In two years I have come a long way.  I received one correction from an Orange Hat instructor, my firing side leg was not high enough in the prone position.  My groups were consistently in the 1 inch square at 25 yards, all day long.  I miscounted on the opening redcoat target and didn't put three rounds into the 400 yard silhouette, and I put 4 rounds into the 300.  At the end of the day I didn't make the same mistake and cleaned the target.

Fundamentally I'm getting better.  But I've been on the line with an older gentleman who, from the standing unsupported position, managed to maintain a tighter group at 100 yards.  Shooting next to an NRA High Master is always a bit humbling for me, and reminds me that being the best shot at Appleseed is like being the tallest midget at the county fair.

I don't know if the difference in the history taught at appleseed has undergone a script change in two years, but there was definitely a greater sense of urgency in the instructors as they covered things that I don't remember hearing last time.  The massive die offs at the Jamestown colony when they worked, "each man according to his ability, and each according to his need" verses the prosperity of property rights.  https://en.wikipedia.org/wiki/He_who_does_not_work,_neither_shall_he_eat

Later on the instructors described the massive mobilization of militia, one instructor put out the number 14,000 strong, all moving towards Lexington/Concord in response to the 80 riders who went out to warn the citizens.  I don't know if that is true, but it is generally agreed upon that the British Regulars were outnumbered by the end of the battle.

If 700 men marched on your town, could you call up enough Patriots to make a difference?  The militias of the day were organized, they had riders, they had officers, they had drill, they had a network.  They even had a shadow government.  They were ready.  They had also been participating in a low level political and economic insurgency for YEARS before the first shot was fired.

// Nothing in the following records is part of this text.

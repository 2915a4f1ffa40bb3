//! Parser feedback (warnings and notices).
//!
//! Recoverable oddities in a score (an ignored custom command, a stray
//! character, an unusual accidental) do not stop parsing. They are collected
//! here and handed back next to the score, and mirrored to `tracing`.

use serde::{Deserialize, Serialize};

/// A single diagnostic attached to a (text, music) segment of the body.
#[derive(Debug, Clone, PartialEq, Serialize, Deserialize)]
pub struct Feedback {
    pub level: FeedbackLevel,
    pub message: String,
    /// Index of the segment the diagnostic belongs to (0 for header issues)
    pub segment: usize,
    pub suggestion: Option<String>,
}

impl Feedback {
    pub fn warning(message: impl Into<String>, segment: usize) -> Self {
        Feedback {
            level: FeedbackLevel::Warning,
            message: message.into(),
            segment,
            suggestion: None,
        }
    }

    pub fn info(message: impl Into<String>, segment: usize) -> Self {
        Feedback {
            level: FeedbackLevel::Info,
            message: message.into(),
            segment,
            suggestion: None,
        }
    }

    pub fn with_suggestion(mut self, suggestion: impl Into<String>) -> Self {
        self.suggestion = Some(suggestion.into());
        self
    }
}

#[derive(Debug, Clone, Copy, PartialEq, Eq, Serialize, Deserialize)]
pub enum FeedbackLevel {
    /// Parsed with assumptions, may not be what the author intended
    Warning,
    /// Something was deliberately skipped
    Info,
}

/// Collector for feedback during parsing
#[derive(Debug, Default)]
pub struct FeedbackCollector {
    feedback: Vec<Feedback>,
    current_segment: usize,
}

impl FeedbackCollector {
    pub fn new() -> Self {
        FeedbackCollector::default()
    }

    /// Update position tracking (call when moving to the next segment)
    pub fn set_segment(&mut self, segment: usize) {
        self.current_segment = segment;
    }

    pub fn warning(&mut self, message: impl Into<String>) {
        let feedback = Feedback::warning(message, self.current_segment);
        tracing::warn!(segment = feedback.segment, "{}", feedback.message);
        self.feedback.push(feedback);
    }

    pub fn warning_with_suggestion(
        &mut self,
        message: impl Into<String>,
        suggestion: impl Into<String>,
    ) {
        let feedback =
            Feedback::warning(message, self.current_segment).with_suggestion(suggestion);
        tracing::warn!(segment = feedback.segment, "{}", feedback.message);
        self.feedback.push(feedback);
    }

    pub fn info(&mut self, message: impl Into<String>) {
        let feedback = Feedback::info(message, self.current_segment);
        tracing::debug!(segment = feedback.segment, "{}", feedback.message);
        self.feedback.push(feedback);
    }

    pub fn into_feedback(self) -> Vec<Feedback> {
        self.feedback
    }

    pub fn feedback(&self) -> &[Feedback] {
        &self.feedback
    }
}

/// Result of parsing with feedback
#[derive(Debug, Clone, PartialEq, Serialize, Deserialize)]
pub struct ParseResult<T> {
    pub value: T,
    pub feedback: Vec<Feedback>,
}

impl<T> ParseResult<T> {
    pub fn new(value: T, feedback: Vec<Feedback>) -> Self {
        ParseResult { value, feedback }
    }

    pub fn has_warnings(&self) -> bool {
        self.warnings().next().is_some()
    }

    pub fn warnings(&self) -> impl Iterator<Item = &Feedback> {
        self.feedback
            .iter()
            .filter(|f| f.level == FeedbackLevel::Warning)
    }
}
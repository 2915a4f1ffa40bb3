//! Sign factory: turns one music span into tagged signs using winnow
//! combinators.
//!
//! Character classes are disjoint. A clef code (`c4`, `f3`, `cb3`) is cut
//! out of the span first; the text around it is classified on its own.

use winnow::combinator::{alt, opt};
use winnow::prelude::*;
use winnow::token::{one_of, take_while};

use crate::error::GabcError;
use crate::feedback::FeedbackCollector;
use crate::pitch::{letter_index, AccidentalKind, Clef};
use crate::score::{Accidental, BarStrength, Note, RhythmicKind, Sign, SpecialNote};

type PResult<T> = winnow::ModalResult<T>;

/// Classify a music span into signs, in order.
pub fn parse_signs(
    music: &str,
    segment: usize,
    collector: &mut FeedbackCollector,
) -> Result<Vec<Sign>, GabcError> {
    let mut signs = Vec::new();
    let mut rest = music;
    while let Some((start, end)) = find_clef(rest) {
        classify(&rest[..start], segment, collector, &mut signs)?;
        signs.push(Sign::Clef(Clef::parse(&rest[start..end])?));
        rest = &rest[end..];
    }
    classify(rest, segment, collector, &mut signs)?;
    Ok(signs)
}

/// Byte range of the first clef code in `span`: `c` or `f`, an optional
/// `b`, then a digit.
fn find_clef(span: &str) -> Option<(usize, usize)> {
    let bytes = span.as_bytes();
    bytes
        .iter()
        .enumerate()
        .filter(|&(_, &b)| b == b'c' || b == b'f')
        .find_map(|(i, _)| {
            let mut digit = i + 1;
            if bytes.get(digit) == Some(&b'b') {
                digit += 1;
            }
            bytes
                .get(digit)
                .is_some_and(u8::is_ascii_digit)
                .then_some((i, digit + 1))
        })
}

fn classify(
    span: &str,
    segment: usize,
    collector: &mut FeedbackCollector,
    signs: &mut Vec<Sign>,
) -> Result<(), GabcError> {
    let mut input = span;
    while let Some(c) = input.chars().next() {
        let checkpoint = input;
        match sign.parse_next(&mut input) {
            Ok(sign) => signs.push(sign),
            Err(_) => {
                input = checkpoint;
                if matches!(c, 'x' | 'y' | '#' | '+') {
                    return Err(GabcError::syntax(
                        format!("'{}' must follow a pitch letter", c),
                        segment,
                    ));
                }
                collector.warning(format!("Dropping unknown character '{}'", c));
                input = &input[c.len_utf8()..];
            }
        }
    }
    Ok(())
}

fn sign(input: &mut &str) -> PResult<Sign> {
    alt((
        pitched,
        rhythmic_mark,
        special_note,
        bar,
        one_of(['/', ' ']).value(Sign::Cut),
        (one_of(['z', 'Z']), opt(one_of(['0', '+', '-']))).value(Sign::End),
        '!'.value(Sign::Caesura),
    ))
    .parse_next(input)
}

/// A staff letter, alone (note) or followed by `x`/`y`/`#` (accidental) or
/// `+` (custos).
fn pitched(input: &mut &str) -> PResult<Sign> {
    let letter = one_of(|c: char| letter_index(c).is_some()).parse_next(input)?;
    let modifier = opt(one_of(['x', 'y', '#', '+'])).parse_next(input)?;
    let lower = letter.to_ascii_lowercase();
    let accidental = |kind| Sign::Accidental(Accidental { letter: lower, kind });
    Ok(match modifier {
        Some('x') => accidental(AccidentalKind::Flat),
        Some('y') => accidental(AccidentalKind::Natural),
        Some('#') => accidental(AccidentalKind::Sharp),
        Some(_) => Sign::Custos(lower),
        None => Sign::Note(Note::new(letter, letter.is_ascii_uppercase())),
    })
}

/// Rhythmic mark, with any position digits (`_0`, `.1`) swallowed.
fn rhythmic_mark(input: &mut &str) -> PResult<Sign> {
    let kind = one_of(['\'', '_', '.', 'w', '~'])
        .map(|c| match c {
            '\'' => RhythmicKind::Ictus,
            '_' => RhythmicKind::Episema,
            '.' => RhythmicKind::Point,
            'w' => RhythmicKind::Quilisma,
            _ => RhythmicKind::Liquescence,
        })
        .parse_next(input)?;
    take_while(0.., |c: char| c.is_ascii_digit()).parse_next(input)?;
    Ok(Sign::RhythmicMark(kind))
}

fn special_note(input: &mut &str) -> PResult<Sign> {
    one_of(['o', 's', 'v', 'O', 'S', 'V'])
        .map(|marker| Sign::SpecialNote(SpecialNote { marker, repeat: None }))
        .parse_next(input)
}

/// One bar character. `::` arrives as two full bars and is merged by the
/// builder.
fn bar(input: &mut &str) -> PResult<Sign> {
    let strength = one_of(['`', ',', ';', ':'])
        .map(|c| match c {
            '`' => BarStrength::None,
            ',' => BarStrength::Quarter,
            ';' => BarStrength::Half,
            _ => BarStrength::Full,
        })
        .parse_next(input)?;
    take_while(0.., |c: char| c.is_ascii_digit()).parse_next(input)?;
    Ok(Sign::Bar(strength))
}

#[cfg(test)]
mod tests {
    use super::*;
    use crate::pitch::ClefKind;

    fn parse(music: &str) -> Vec<Sign> {
        let mut collector = FeedbackCollector::new();
        parse_signs(music, 0, &mut collector).unwrap()
    }

    #[test]
    fn test_clef_alone() {
        let signs = parse("cb3");
        assert_eq!(
            signs,
            vec![Sign::Clef(Clef {
                kind: ClefKind::C,
                line: 3,
                flat: true
            })]
        );
    }

    #[test]
    fn test_clef_inside_span() {
        let signs = parse("g::c3h");
        assert!(matches!(signs[0], Sign::Note(ref n) if n.letter == 'g'));
        assert_eq!(signs[1], Sign::Bar(BarStrength::Full));
        assert_eq!(signs[2], Sign::Bar(BarStrength::Full));
        assert!(matches!(signs[3], Sign::Clef(Clef { line: 3, .. })));
        assert!(matches!(signs[4], Sign::Note(ref n) if n.letter == 'h'));
    }

    #[test]
    fn test_bad_clef_line() {
        let mut collector = FeedbackCollector::new();
        assert!(matches!(
            parse_signs("c7", 0, &mut collector),
            Err(GabcError::MalformedInput { .. })
        ));
    }

    #[test]
    fn test_character_classes() {
        let signs = parse("Gh_0.'w~sv/;!z`,");
        assert!(matches!(signs[0], Sign::Note(ref n) if n.letter == 'g' && n.inclinatum));
        assert!(matches!(signs[1], Sign::Note(ref n) if n.letter == 'h' && !n.inclinatum));
        assert_eq!(signs[2], Sign::RhythmicMark(RhythmicKind::Episema));
        assert_eq!(signs[3], Sign::RhythmicMark(RhythmicKind::Point));
        assert_eq!(signs[4], Sign::RhythmicMark(RhythmicKind::Ictus));
        assert_eq!(signs[5], Sign::RhythmicMark(RhythmicKind::Quilisma));
        assert_eq!(signs[6], Sign::RhythmicMark(RhythmicKind::Liquescence));
        assert!(matches!(signs[7], Sign::SpecialNote(SpecialNote { marker: 's', .. })));
        assert!(matches!(signs[8], Sign::SpecialNote(SpecialNote { marker: 'v', .. })));
        assert_eq!(signs[9], Sign::Cut);
        assert_eq!(signs[10], Sign::Bar(BarStrength::Half));
        assert_eq!(signs[11], Sign::Caesura);
        assert_eq!(signs[12], Sign::End);
        assert_eq!(signs[13], Sign::Bar(BarStrength::None));
        assert_eq!(signs[14], Sign::Bar(BarStrength::Quarter));
        assert_eq!(signs.len(), 15);
    }

    #[test]
    fn test_accidental_and_custos() {
        let signs = parse("ixiyh#g+");
        assert_eq!(
            signs[0],
            Sign::Accidental(Accidental {
                letter: 'i',
                kind: AccidentalKind::Flat
            })
        );
        assert!(matches!(
            signs[1],
            Sign::Accidental(Accidental {
                kind: AccidentalKind::Natural,
                ..
            })
        ));
        assert!(matches!(
            signs[2],
            Sign::Accidental(Accidental {
                kind: AccidentalKind::Sharp,
                ..
            })
        ));
        assert_eq!(signs[3], Sign::Custos('g'));
    }

    #[test]
    fn test_lone_accidental_is_syntax_error() {
        let mut collector = FeedbackCollector::new();
        assert!(matches!(
            parse_signs("x", 3, &mut collector),
            Err(GabcError::Syntax { segment: 3, .. })
        ));
    }

    #[test]
    fn test_unknown_character_dropped() {
        let mut collector = FeedbackCollector::new();
        let signs = parse_signs("g>h", 0, &mut collector).unwrap();
        assert_eq!(signs.len(), 2);
        assert_eq!(collector.feedback().len(), 1);
        assert!(collector.feedback()[0].message.contains('>'));
    }
}
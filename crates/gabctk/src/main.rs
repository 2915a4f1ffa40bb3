//! gabctk - convert gabc chant scores to MIDI, LilyPond, ABC, lyrics and
//! tablature.
//!
//! ```text
//! gabctk score.gabc                   # writes score.mid and score.ly
//! gabctk -i score.gabc -c score.abc   # ABC only
//! gabctk score.gabc -l - -d -3        # LilyPond on stdout, 3 semitones down
//! ```

use std::fs;
use std::io::{self, Read, Write};
use std::path::{Path, PathBuf};

use anyhow::{bail, Context, Result};
use clap::Parser;
use tracing::{debug, info, warn};
use tracing_subscriber::EnvFilter;

use gabc::{lyrics, pitch_name, FeedbackLevel, Score, Transposition};

mod config;
mod templates;

use config::GabctkConfig;

#[derive(Parser)]
#[command(name = "gabctk")]
#[command(about = "Convert gabc chant scores to MIDI, LilyPond and ABC")]
#[command(version)]
struct Cli {
    /// gabc input file (`-` for stdin)
    #[arg(short, long, value_name = "FILE")]
    input: Option<String>,

    /// MIDI output file
    #[arg(short = 'o', long, value_name = "FILE")]
    midi: Option<String>,

    /// LilyPond output file
    #[arg(short, long, value_name = "FILE")]
    lily: Option<String>,

    /// ABC output file
    #[arg(short = 'c', long, value_name = "FILE")]
    abc: Option<String>,

    /// Plain lyrics output file
    #[arg(short = 'e', long, value_name = "FILE")]
    export: Option<String>,

    /// Tablature output file
    #[arg(short = 'b', long, value_name = "FILE")]
    tab: Option<String>,

    /// Tempo in eighth notes per minute
    #[arg(short, long)]
    tempo: Option<u16>,

    /// Transposition in semitones (automatic when omitted)
    #[arg(short = 'd', long, allow_negative_numbers = true)]
    transposition: Option<i32>,

    /// Title, overriding the `name` header
    #[arg(short = 'n', long)]
    title: Option<String>,

    /// Text to look for in the lyrics (repeatable)
    #[arg(short = 'a', long = "alert", value_name = "TEXT")]
    alerts: Vec<String>,

    /// Print the lyrics, range and transposition, and log at debug level
    #[arg(short, long)]
    verbose: bool,

    /// Config file, replacing ./gabctk.toml
    #[arg(long, env = "GABCTK_CONFIG", value_name = "FILE")]
    config: Option<PathBuf>,

    /// Input file, then an optional output whose extension (.mid, .ly,
    /// .abc) picks its format
    #[arg(value_name = "FILE", num_args = 0..=2)]
    files: Vec<String>,
}

/// Where each requested output goes. `-` means stdout.
#[derive(Debug, Default, PartialEq)]
struct Outputs {
    midi: Option<String>,
    lily: Option<String>,
    abc: Option<String>,
    export: Option<String>,
    tab: Option<String>,
}

impl Outputs {
    fn is_empty(&self) -> bool {
        *self == Outputs::default()
    }
}

fn main() -> Result<()> {
    let cli = Cli::parse();
    init_tracing(cli.verbose);

    let (config, sources) = GabctkConfig::load_with_sources_from(cli.config.as_deref())?;
    debug!(files = ?sources.files, env = ?sources.env_overrides, "configuration loaded");

    run(&cli, &config)
}

fn init_tracing(verbose: bool) {
    let default = if verbose { "debug" } else { "info" };
    tracing_subscriber::fmt()
        .with_writer(io::stderr)
        .with_env_filter(
            EnvFilter::try_from_default_env().unwrap_or_else(|_| EnvFilter::new(default)),
        )
        .init();
}

fn run(cli: &Cli, config: &GabctkConfig) -> Result<()> {
    let (input, outputs) = plan(cli)?;

    let source = read_input(&input)?;
    let mut options = config.parse_options();
    options.title = cli.title.clone();
    options.transposition = cli.transposition;

    let result = gabc::parse_with(&source, &options)
        .with_context(|| format!("Failed to parse {}", input))?;
    let warnings = result
        .feedback
        .iter()
        .filter(|f| f.level == FeedbackLevel::Warning)
        .count();
    info!(input = %input, warnings, "score ready");
    let score = &result.value;

    let mut midi_params = config.midi_params();
    if let Some(tempo) = cli.tempo {
        midi_params.tempo = tempo;
    }

    let text = score.lyrics();
    for alert in lyrics::find_alerts(&text, &cli.alerts) {
        eprintln!("!!! {} !!!", alert);
    }
    if cli.verbose {
        report(score, &text);
    }

    // The score is immutable from here on; renderers share it.
    let (midi, (lily, (abc, tab))) = rayon::join(
        || outputs.midi.as_ref().map(|_| gabc::to_midi(score, &midi_params)),
        || {
            rayon::join(
                || {
                    outputs
                        .lily
                        .as_ref()
                        .map(|_| templates::lilypond(&score.title, &gabc::to_lilypond(score)))
                },
                || {
                    rayon::join(
                        || {
                            outputs.abc.as_ref().map(|_| {
                                let tune = gabc::to_abc(score);
                                templates::abc(&score.title, midi_params.tempo, &tune)
                            })
                        },
                        || outputs.tab.as_ref().map(|_| gabc::to_tab(score) + "\n"),
                    )
                },
            )
        },
    );

    if let (Some(path), Some(bytes)) = (&outputs.midi, midi) {
        write_output(path, &bytes)?;
    }
    if let (Some(path), Some(doc)) = (&outputs.lily, lily) {
        write_output(path, doc.as_bytes())?;
    }
    if let (Some(path), Some(doc)) = (&outputs.abc, abc) {
        write_output(path, doc.as_bytes())?;
    }
    if let (Some(path), Some(doc)) = (&outputs.tab, tab) {
        write_output(path, doc.as_bytes())?;
    }
    if let Some(path) = &outputs.export {
        write_output(path, format!("{}\n", text).as_bytes())?;
    }

    Ok(())
}

/// Resolve the input and the outputs from flags and positional files.
fn plan(cli: &Cli) -> Result<(String, Outputs)> {
    let mut files = cli.files.iter();
    let input = match (&cli.input, files.next()) {
        (Some(input), _) => input.clone(),
        (None, Some(input)) => input.clone(),
        (None, None) => bail!("No input file given (use -i FILE or - for stdin)"),
    };

    let mut outputs = Outputs {
        midi: cli.midi.clone(),
        lily: cli.lily.clone(),
        abc: cli.abc.clone(),
        export: cli.export.clone(),
        tab: cli.tab.clone(),
    };

    // With -i, the first positional is already an output.
    let positional_output = if cli.input.is_some() {
        cli.files.first()
    } else {
        files.next()
    };
    if let Some(path) = positional_output {
        let slot = match Path::new(path).extension().and_then(|e| e.to_str()) {
            Some("mid") | Some("midi") => &mut outputs.midi,
            Some("ly") => &mut outputs.lily,
            Some("abc") => &mut outputs.abc,
            _ => bail!("Cannot tell the output format of {} (expected .mid, .ly or .abc)", path),
        };
        *slot = Some(path.clone());
    }

    if outputs.is_empty() {
        if input == "-" {
            warn!("No output requested");
        } else {
            let base = Path::new(&input);
            outputs.midi = Some(base.with_extension("mid").to_string_lossy().into_owned());
            outputs.lily = Some(base.with_extension("ly").to_string_lossy().into_owned());
        }
    }

    Ok((input, outputs))
}

fn read_input(input: &str) -> Result<String> {
    if input == "-" {
        let mut source = String::new();
        io::stdin()
            .read_to_string(&mut source)
            .context("Failed to read gabc from stdin")?;
        Ok(source)
    } else {
        fs::read_to_string(input).with_context(|| format!("Failed to read {}", input))
    }
}

fn write_output(path: &str, bytes: &[u8]) -> Result<()> {
    if path == "-" {
        let mut stdout = io::stdout().lock();
        stdout.write_all(bytes).context("Failed to write to stdout")?;
        stdout.flush().context("Failed to write to stdout")?;
    } else {
        fs::write(path, bytes).with_context(|| format!("Failed to write {}", path))?;
        info!(path = %path, bytes = bytes.len(), "written");
    }
    Ok(())
}

fn report(score: &Score, text: &str) {
    eprintln!("{}", score.title);
    eprintln!("{}\n", text);
    if let Some(range) = score.tessitura() {
        eprintln!(
            "Tessitura: {} - {}",
            pitch_name(range.min),
            pitch_name(range.max)
        );
    }
    match score.transposition {
        Transposition::Manual(t) => eprintln!("Transposition: {:+} (manual)", t),
        Transposition::Automatic(t) => eprintln!("Transposition: {:+} (automatic)", t),
    }
}
//! gabc parser.
//!
//! Header fields are read with winnow, the body is cut into (text, music)
//! segments, and each segment's signs are fed to the score builder in
//! order. Recoverable problems become feedback; anything that leaves the
//! graph inconsistent aborts with a [`GabcError`].

pub mod header;
pub mod segment;
pub mod sign;

use tracing::info;

use crate::builder::ScoreBuilder;
use crate::error::GabcError;
use crate::feedback::{FeedbackCollector, ParseResult};
use crate::score::Score;
use crate::ParseOptions;

/// Parse a gabc document into a score graph.
pub fn parse(input: &str, options: &ParseOptions) -> Result<ParseResult<Score>, GabcError> {
    let mut collector = FeedbackCollector::new();

    let (head, body) = segment::split_document(input, &mut collector);
    let header = header::parse_header(head);
    let body = segment::strip_comments(body);
    let segments = segment::segments(&body, &mut collector)?;

    let mut builder = ScoreBuilder::new(options, &mut collector);
    for (index, segment) in segments.iter().enumerate() {
        builder.push_segment(index, segment)?;
    }
    let score = builder.finish(header);

    info!(
        title = %score.title,
        words = score.words.len(),
        notes = score.notes().count(),
        transposition = score.transposition.value(),
        "parsed score"
    );

    Ok(ParseResult::new(score, collector.into_feedback()))
}

#[cfg(test)]
mod tests {
    use super::*;
    use crate::feedback::FeedbackLevel;
    use crate::score::OfficePart;

    #[test]
    fn test_parse_document() {
        let input = "name: Ave;\noffice-part: Antienne;\n%%\n(c4) A(g)ve(hi) (::)\n";
        let result = parse(input, &ParseOptions::default()).unwrap();
        assert_eq!(result.value.title, "Ave");
        assert_eq!(result.value.header.office_part, OfficePart::Antiphona);
        assert_eq!(result.value.notes().count(), 3);
        assert!(!result.has_warnings());
    }

    #[test]
    fn test_manual_title_wins() {
        let options = ParseOptions {
            title: Some("Other".to_string()),
            ..ParseOptions::default()
        };
        let result = parse("name: Ave;\n%%\n(c4) A(g)", &options).unwrap();
        assert_eq!(result.value.title, "Other");
    }

    #[test]
    fn test_default_title() {
        let result = parse("%%\n(c4) A(g)", &ParseOptions::default()).unwrap();
        assert_eq!(result.value.title, "Cantus");
    }

    #[test]
    fn test_trailing_clef_warns() {
        let result = parse("%%\n(c4) A(g) (c3)", &ParseOptions::default()).unwrap();
        let warnings: Vec<_> = result.warnings().collect();
        assert_eq!(warnings.len(), 1);
        assert_eq!(warnings[0].level, FeedbackLevel::Warning);
        assert!(warnings[0].message.contains("c3"));
    }

    #[test]
    fn test_comments_ignored() {
        let input = "%%\n(c4) A(g) % (h)\nB(i)";
        let result = parse(input, &ParseOptions::default()).unwrap();
        assert_eq!(result.value.notes().count(), 2);
    }
}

That is a model for success.  Vanderbough is correct that the Founding Fathers and the militia model of minutemen is a valid model for success.  Where he is shaky is the timeline, gathering popular support, and the "no free Waco" idea.  People don't mind the government going after crazy cults or racist former Special Forces guys in Idaho.  People do mind when they go after the local security of a town, which is something I don't see happening in our immediate future.

The Founding Fathers issued the Declaration of Independence over a year after Lexington and Concord, well after they authorized the Continental Army, Navy, and Marine Corps (to be counted part of the Army).  Men were signing their names on the enlistment parchment before the Declaration had even been drafted.

But the structure was there.  It was local, and it was 13 colonies wide, and those agitating for Canadian colonies to join as well.  The Appleseed instructors may have been preaching to the choir from where I sat, but surrounding me were people who were clearly unfamiliar with a rifle, young boys still in school working towards a marksmanship merit badge.

Following Appleseed I stayed with a friend, and we discussed the concept of "Economic Liberty." The American Revolution was largely about taxes, "no taxation without representation" should be a familiar theme (I think that "No Representation without Taxation" is a pretty catchy theme for justification of disenfranchisement of a large portion of the unproductive).  The current troubles in America are also largely economic, and reverting back into the early Jamestown model, where the output of everyone goes into the "common store" model.  Government knows best has never worked.  Not in Jamestown, not in Russia, not in China, and not in America.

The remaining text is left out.